The HM Land Registry figures reveal the price of a property in the UK increased by 0.7% month-on-month and 2.5% year-on-year in August 2020, to reach £239,196.
This might not last as the steam runs out of the broader economy. Experts believe the market (including house price growth) is likely to slow down once the government’s COVID-19 financial support to businesses employers, employees and the stamp duty cut comes to an end.
The Halifax says our housing market will eventually feel the effects of the economic downturn, with ‘greater downward pressure on house prices in the medium-term’.
The Nationwide opinion is that the winding down of government support schemes could ‘dampen housing activity’.
The Centre for Economics and Business Research (CEBR) predicts house prices could fall by 14% in 2021.
If we look at the broader picture now, things are getting worse and not better.
Many countries are already predicting a downturn in their housing market. At the bottom of this page, I have placed links to articles for 4 significant economies as a point of reference.
If we study the previous UK housing market crashes, we may get an idea of how serious the current crisis could get.
A 2020 housing market crash could be the worst market correction ever seen in the UK, according to Mr Richard Woolnough.

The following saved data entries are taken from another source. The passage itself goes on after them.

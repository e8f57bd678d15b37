//! Recording transport shared by the unit tests of this crate.

use std::collections::VecDeque;
use std::sync::{Arc, Mutex};

use api_session::{
    ApiError, BoxFuture, Params, RawResponse, RequestOptions, Result, Session, Transport,
};
use reqwest::header::HeaderMap;
use serde_json::Value;

pub(crate) const API_URL: &str = "https://test.wikipedia.org/w/api.php";

/// One request seen by the transport.
#[derive(Debug, Clone)]
pub(crate) struct Call {
    pub method: &'static str,
    pub url: String,
    pub url_params: Params,
    pub body_params: Params,
    pub headers: HeaderMap,
}

/// Transport with separate response queues for API requests (GET) and token
/// requests (POST). An empty queue answers with an HTTP error, so a test
/// that forgets to queue a response fails loudly instead of hanging.
///
/// Responses are taken from the queue when a request is made, not when its
/// future completes.
#[derive(Default)]
pub(crate) struct RecordingTransport {
    gets: Mutex<VecDeque<RawResponse>>,
    posts: Mutex<VecDeque<RawResponse>>,
    calls: Mutex<Vec<Call>>,
}

impl RecordingTransport {
    pub fn new() -> Arc<Self> {
        Arc::new(Self::default())
    }

    /// Queue a token endpoint (POST) response.
    pub fn respond(&self, status: u16, body: Value) {
        self.posts.lock().unwrap().push_back(raw(status, body));
    }

    /// Queue an API (GET) response.
    pub fn respond_api(&self, status: u16, body: Value) {
        self.gets.lock().unwrap().push_back(raw(status, body));
    }

    pub fn calls(&self) -> Vec<Call> {
        self.calls.lock().unwrap().clone()
    }

    pub fn posts(&self) -> Vec<Call> {
        self.calls()
            .into_iter()
            .filter(|c| c.method == "POST")
            .collect()
    }

    pub fn gets(&self) -> Vec<Call> {
        self.calls()
            .into_iter()
            .filter(|c| c.method == "GET")
            .collect()
    }

    fn record(
        &self,
        method: &'static str,
        url: &str,
        url_params: &Params,
        body_params: &Params,
        headers: &HeaderMap,
    ) {
        self.calls.lock().unwrap().push(Call {
            method,
            url: url.to_string(),
            url_params: url_params.clone(),
            body_params: body_params.clone(),
            headers: headers.clone(),
        });
    }
}

impl Transport for RecordingTransport {
    fn get<'a>(
        &'a self,
        url: &'a str,
        params: &'a Params,
        headers: &'a HeaderMap,
    ) -> BoxFuture<'a, Result<RawResponse>> {
        self.record("GET", url, params, &Params::new(), headers);
        let next = self.gets.lock().unwrap().pop_front();
        Box::pin(async move {
            // Let concurrent requests interleave at the network boundary
            tokio::task::yield_now().await;
            next.ok_or_else(|| ApiError::Http("no GET response queued".into()))
        })
    }

    fn post<'a>(
        &'a self,
        url: &'a str,
        url_params: &'a Params,
        body_params: &'a Params,
        headers: &'a HeaderMap,
    ) -> BoxFuture<'a, Result<RawResponse>> {
        self.record("POST", url, url_params, body_params, headers);
        let next = self.posts.lock().unwrap().pop_front();
        Box::pin(async move {
            // Let concurrent requests interleave at the network boundary
            tokio::task::yield_now().await;
            next.ok_or_else(|| ApiError::Http("no POST response queued".into()))
        })
    }
}

fn raw(status: u16, body: Value) -> RawResponse {
    RawResponse {
        status,
        headers: Default::default(),
        body,
    }
}

pub(crate) fn params(pairs: &[(&str, &str)]) -> Params {
    pairs
        .iter()
        .map(|(k, v)| (k.to_string(), v.to_string()))
        .collect()
}

pub(crate) fn test_session(transport: &Arc<RecordingTransport>) -> Session {
    Session::with_transport(
        API_URL,
        params(&[("formatversion", "2")]),
        RequestOptions {
            user_agent: Some("oauth-session-unit-test".into()),
            ..RequestOptions::default()
        },
        transport.clone(),
    )
}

The Mr Woolnough, a bond manager at M&G’s, believes house prices went up significantly ahead of the downturn. There is a chance they could decline to record lows, worse than seen in previous housing market crashes.
Mr Woolnough said: “History suggests that when the UK housing market crashes, it tends to fall about 25%-30% from peak to trough in real terms, but given that UK house prices rose about 270% from 1995 to end of 2007, there is a risk that this crash could be worse,”.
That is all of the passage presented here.